Bosch is top kit thats for sure but of course I am slightly biased, being a product development engineer for Bosch garden tools  We were the first to develop Li mowers and our electronics are cutting edge. You can buy cheaper machines, but you won't buy better ones  I could say more about all of the competitors mentioned as I've tested and stripped down a lot of their machines but it wouldn't be very professional 

How big is your 'small lawn'? I'd be happy to advise a suitable Bosch mower 

That said, I'm sure some of the cheaper alternatives would do the job, cordless technology has come a long way in the last decade so you won't be disappointed.


----------



## Sharky (15 Jun 2020)

JhnBssll said:


> electronics are cutting edge


ha ha


----------



## JhnBssll (15 Jun 2020)

Greenworks is the DIY brand of Globe, a chinese manufacturer that we used to deal with. Majority share now owned by Stihl. Good products on the whole, certainly some of the better garden stuff to come out of China


----------



## postman (15 Jun 2020)

Can someone answer my question.We have a small lawn and have a Bosch Rotak i think it's a 34-13 it has five settings but for me it does not cut low enough.You are lucky to top daisies with it. Can i put another plastic spacer in it like our old flymo,which i also hated because of the sweeping up afterwards.


----------



## Electric_Andy (16 Jun 2020)

Do you mean a spacer between the blades and the shaft housing? I don't see why not - there seem to be some Bosch spacers online or you could make your own. As long as you have enough thread left. I've also tried putting a bag of sand or soemthing ehavy on the mower, seems to work quite well too!


----------



## JhnBssll (16 Jun 2020)

Please don't modify your lawnmower  Fitting of blade spacers etc will negate lots of safety testing that's been done during development, its a pretty bad idea if you like your ankles. The spacers you see online are replacement parts for specific lawnmowers that already have one fitted, not for changing the blade height. We see some nasty stuff from people trying to 'improve' their machines  Unfortunately the height of cut settings are what they are, although making the machine heavier isn't a terrible idea if done safely


----------



## Milkfloat (16 Jun 2020)

postman said:


> Can someone answer my question.We have a small lawn and have a Bosch Rotak i think it's a 34-13 it has five settings but for me it does not cut low enough.You are lucky to top daisies with it. Can i put another plastic spacer in it like our old flymo,which i also hated because of the sweeping up afterwards.

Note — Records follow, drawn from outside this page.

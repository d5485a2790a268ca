//! Integer width selection for slot indices and reference counts.

mod index;
mod refcount;

pub use self::index::SlotIndex;
pub use self::refcount::RefCount;
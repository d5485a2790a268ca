use std::fmt::Debug;
use std::fmt::Formatter;
use std::fmt::Result as FmtResult;
use std::ops::Deref;
use std::ptr::NonNull;

use crate::loom::sync::atomic::Ordering;
use crate::loom::sync::atomic::fence;
use crate::num::RefCount;
use crate::num::SlotIndex;
use crate::store::DEFAULT_BUFFER_ORDER;
use crate::store::Storage;

// -----------------------------------------------------------------------------
// Handle
// -----------------------------------------------------------------------------

/// A reference-counted name for one entity in a [`Storage`].
///
/// A handle is the only legitimate way to reach a stored entity. It carries a
/// cached slot address for constant-time dereference and the slot's flat
/// index for refcount bookkeeping. Cloning shares the entity, dropping
/// releases one share; when the last handle drops, the slot joins the current
/// thread's free pool. Moves transfer ownership without touching the count.
///
/// Handles are immutable bindings: dereferencing yields a read-only view of
/// the entity, and no mutation path exists. To "change" an entity, allocate a
/// new one and replace the handle.
///
/// # Equality
///
/// Handles compare by slot address, giving a cheap identity check. Slot
/// addresses are stable and never shared between live storages, so two
/// handles are equal exactly when they name the same slot of the same
/// storage; still, only comparisons between handles of one storage are
/// meaningful.
pub struct Handle<'store, T, I = u32, R = i16, const B: u32 = DEFAULT_BUFFER_ORDER>
where
  I: SlotIndex,
  R: RefCount,
{
  slot: NonNull<T>,
  index: I,
  storage: &'store Storage<T, I, R, B>,
}

impl<'store, T, I, R, const B: u32> Handle<'store, T, I, R, B>
where
  I: SlotIndex,
  R: RefCount,
{
  /// Binds a new handle to `slot`, incrementing the slot's refcount.
  #[inline]
  pub(crate) fn bind(storage: &'store Storage<T, I, R, B>, slot: NonNull<T>, index: I) -> Self {
    let prev: R = R::incr(storage.count_cell(index));

    debug_assert!(prev.count() < R::MAX_COUNT, "refcount overflow");

    Self {
      slot,
      index,
      storage,
    }
  }

  /// Returns the flat index of the slot this handle names.
  #[inline]
  pub fn index(&self) -> I {
    self.index
  }

  /// Returns the number of handles currently naming this slot.
  ///
  /// The count is read with relaxed ordering and may be stale the moment it
  /// returns; it is intended for telemetry and for tests that quiesce all
  /// threads first.
  #[inline]
  pub fn strong_count(&self) -> R {
    R::load(self.storage.count_cell(self.index))
  }
}

impl<T, I, R, const B: u32> Clone for Handle<'_, T, I, R, B>
where
  I: SlotIndex,
  R: RefCount,
{
  #[inline]
  fn clone(&self) -> Self {
    Self::bind(self.storage, self.slot, self.index)
  }
}

impl<T, I, R, const B: u32> Drop for Handle<'_, T, I, R, B>
where
  I: SlotIndex,
  R: RefCount,
{
  fn drop(&mut self) {
    let prev: R = R::decr(self.storage.count_cell(self.index));

    debug_assert!(prev.count() >= 1, "refcount underflow");

    if prev.count() == 1 {
      // Pair with the `Release` decrements of every other handle that named
      // this slot, so reuse happens-after all of their accesses. The stored
      // entity is not dropped; the slot is recycled by overwriting.
      fence(Ordering::Acquire);

      self.storage.recycle(self.index);
    }
  }
}

impl<T, I, R, const B: u32> Deref for Handle<'_, T, I, R, B>
where
  I: SlotIndex,
  R: RefCount,
{
  type Target = T;

  #[inline]
  fn deref(&self) -> &T {
    // SAFETY: The slot holds a fully constructed entity for as long as this
    //         handle exists, and its address is stable.
    unsafe { self.slot.as_ref() }
  }
}

impl<T, I, R, const B: u32> PartialEq for Handle<'_, T, I, R, B>
where
  I: SlotIndex,
  R: RefCount,
{
  #[inline]
  fn eq(&self, other: &Self) -> bool {
    self.slot == other.slot
  }
}

impl<T, I, R, const B: u32> Eq for Handle<'_, T, I, R, B>
where
  I: SlotIndex,
  R: RefCount,
{
}

impl<T, I, R, const B: u32> Debug for Handle<'_, T, I, R, B>
where
  I: SlotIndex,
  R: RefCount,
{
  fn fmt(&self, f: &mut Formatter<'_>) -> FmtResult {
    f.debug_struct("Handle").field("index", &self.index).finish_non_exhaustive()
  }
}

// SAFETY: A handle is a shared, read-only view of the entity plus atomic
//         refcount updates; it is safe to transfer across thread boundaries
//         when the entity itself can be shared and the storage reference can
//         travel along.
unsafe impl<T, I, R, const B: u32> Send for Handle<'_, T, I, R, B>
where
  T: Send + Sync,
  I: SlotIndex,
  R: RefCount,
{
}

// SAFETY: All shared access through a handle is either read-only or atomic.
unsafe impl<T, I, R, const B: u32> Sync for Handle<'_, T, I, R, B>
where
  T: Send + Sync,
  I: SlotIndex,
  R: RefCount,
{
}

This might be because my Rotak is old, but I have a plastic spacer that can be removed to access lower settings. To be honest I keep it high, especially at this time of year as I want to keep my grass green rather than scorched and brown. I popped out to take before and after photos.


----------



## rogerzilla (16 Jun 2020)

I have a corded Bosch Rotak 34. It's Chinese shite, so flimsy that it only just about works. They didn't slash the price when they offshored it, did they?


----------



## Archie_tect (16 Jun 2020)

I'd recommend NOT buying a G-Tech... I am really disappointed with the battery life on the hedge trimmer I got- the first year was great but second year, useless, and their vacuum parts, though cleverly put together, are really flimsy.

Just talked to someone yesterday about replacing their lawnmower by coincidence- they've just got a Makita 2x5ah battery powered one and they love it.


----------



## MichaelW2 (16 Jun 2020)

You can get mowers from battery systems such as Ryobi. If you already use a system it may make sense to stick with it.


----------



## BoldonLad (16 Jun 2020)

Another Bosch Rotak. About five years old, still on original battery, and, still going strong. Very please with it. Also have Bosch cordless hedge trimmers, again, excellent.


----------



## JhnBssll (16 Jun 2020)

rogerzilla said:


> I have a corded Bosch Rotak 34. It's Chinese shite, so flimsy that it only just about works. They didn't slash the price when they offshored it, did they?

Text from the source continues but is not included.